The issue of censorship had not been contemplated in the FCC’s past rulemaking proceedings on closed captioning. Because of this, the closed captioning rules are silent about censorship. Broadcasters, satellite and cable providers must comply with all of the Commission’s regulations about what is required or disallowed to be conveyed to consumers’ televisions. This includes rules regarding indecent or profane language and images. Some of these rules have different standards as to what is permissible depending on the time of day when the program is aired.

Often a show containing indecent or profane language in the audio track originally airs later at night, when such language is allowed, and is then rebroadcast on another day at an earlier time with a “cleaned up” audio track. It is our understanding that some program producers, using an abundance of caution to comply with the indecency rules, have established contracts with the captioning service provider to produce one captioned version of the program that contains modified, or “cleaned up” language so as to meet the standard required during prime-time programming – the times when children and families are most likely to be watching the TV show.
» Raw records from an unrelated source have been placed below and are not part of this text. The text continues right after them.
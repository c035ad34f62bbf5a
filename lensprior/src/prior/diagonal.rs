//! Independent draws for every parameter

use rand::Rng;

use super::compose::{
    compile_components, convert_all_qphi, draw_all_independent, reframe_source_center,
    share_lens_center, ComponentDraws,
};
use crate::config::PriorConfig;
use crate::error::Result;
use crate::sample::Sample;

/// Prior whose parameters are all independent draws.
///
/// The only couplings are positional: the source is placed relative to the
/// lens and the lens light sits on the lens mass center.
#[derive(Debug, Clone)]
pub struct DiagonalPrior {
    components: Vec<ComponentDraws>,
}

impl DiagonalPrior {
    pub fn new(config: &PriorConfig) -> Result<Self> {
        let components = compile_components(
            &config.components,
            |component| config.component_spec(component),
            |_| &[],
        )?;
        Ok(Self { components })
    }

    pub(crate) fn draws(&self) -> &[ComponentDraws] {
        &self.components
    }

    pub fn sample<R: Rng + ?Sized>(&self, rng: &mut R) -> Result<Sample> {
        let mut sample = self.draw(rng)?;
        self.compose(&mut sample);
        Ok(sample)
    }

    /// Independent draws, before any conversion
    pub(crate) fn draw<R: Rng + ?Sized>(&self, rng: &mut R) -> Result<Sample> {
        let active: Vec<_> = self.components.iter().map(|d| d.component).collect();
        let mut sample = Sample::with_components(&active);
        draw_all_independent(&mut sample, &self.components, rng)?;
        Ok(sample)
    }

    /// Ellipticity conversion and positional composition
    pub(crate) fn compose(&self, sample: &mut Sample) {
        convert_all_qphi(sample, &self.components);
        reframe_source_center(sample, "center_x", "center_y");
        share_lens_center(sample);
    }
}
This arrangement allows the program to be aired at any time (day or night) using only one captioned version of the program. The FCC does not regulate the agreements between the program producers and the caption companies as long as they are not in violation of the Commission’s rules. That being said, the Commission’s rules define closed captioning to be “The visual display of the audio portion of video programming pursuant to the technical specifications set forth in part 15 of this chapter.” Airing the “cleaned up” captions on the version of the program that does not contain the “cleaned up” track, may not be appropriate. It is an issue we are looking into.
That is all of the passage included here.